→ WORK TASK
Look through the records and copy each line that has "seek" in it.

(Collected data)
———
//! Media player collaborator.
//!
//! Playback lives outside the core. The viewer only reads and sets the current
//! time and asks the player to play a segment.

use crate::annotations::Segment;

pub trait MediaPlayer {
    /// Current playback position in seconds.
    fn current_time(&self) -> f64;
    fn seek(&mut self, seconds: f64);
    fn play_segment(&mut self, segment: &Segment, looped: bool);
}

/// Segment playback request recorded by [`ClockPlayer`].
#[derive(Debug, Clone, PartialEq)]
pub struct PlayRange {
    pub start: f64,
    pub end: f64,
    pub looped: bool,
}

/// Headless player driven by an internal clock instead of real audio.
#[derive(Debug, Default, Clone)]
pub struct ClockPlayer {
    time_seconds: f64,
    playing: Option<PlayRange>,
}

impl ClockPlayer {
    pub fn new() -> Self {
        Self::default()
    }

    /// Moves the clock forward, wrapping or stopping at the end of the
    /// segment being played.
    pub fn advance(&mut self, delta: f64) {
        self.time_seconds = (self.time_seconds + delta).max(0.0);

        if let Some(range) = &self.playing {
            if self.time_seconds >= range.end {
                if range.looped {
                    let length = range.end - range.start;
                    self.time_seconds = range.start + (self.time_seconds - range.start) % length;
                } else {
                    self.time_seconds = range.end;
                    self.playing = None;
                }
            }
        }
    }

    pub fn playing(&self) -> Option<&PlayRange> {
        self.playing.as_ref()
    }
}

impl MediaPlayer for ClockPlayer {
    fn current_time(&self) -> f64 {
        self.time_seconds
    }

    fn seek(&mut self, seconds: f64) {
        self.time_seconds = seconds.max(0.0);
    }

    fn play_segment(&mut self, segment: &Segment, looped: bool) {
        self.time_seconds = segment.start_time;
        self.playing = Some(PlayRange {
            start: segment.start_time,
            end: segment.end_time,
            looped,
        });
    }
}

#[cfg(test)]
mod tests {
    use super::*;
    use crate::annotations::AnnotationId;

    fn segment(start_time: f64, end_time: f64) -> Segment {
        Segment {
            id: AnnotationId::from("s"),
            start_time,
            end_time,
            editable: false,
            color: String::new(),
            label_text: String::new(),
        }
    }

    #[test]
    fn stops_at_segment_end() {
        let mut player = ClockPlayer::new();
        player.play_segment(&segment(2.0, 3.0), false);

        player.advance(0.5);
        assert_eq!(player.current_time(), 2.5);
        player.advance(1.0);

        assert_eq!(player.current_time(), 3.0);
        assert!(player.playing().is_none());
    }

    #[test]
    fn loops_within_segment() {
        let mut player = ClockPlayer::new();
        player.play_segment(&segment(2.0, 4.0), true);

        player.advance(2.5);

        assert_eq!(player.current_time(), 2.5);
        assert!(player.playing().is_some());
    }

    #[test]
    fn clamps_at_zero() {
        let mut player = ClockPlayer::new();
        player.advance(-3.0);
        player.seek(-1.0);
        assert_eq!(player.current_time(), 0.0);
    }
}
———
→ OUTPUT
    fn seek(&mut self, seconds: f64);
    fn seek(&mut self, seconds: f64) {
        player.seek(-1.0);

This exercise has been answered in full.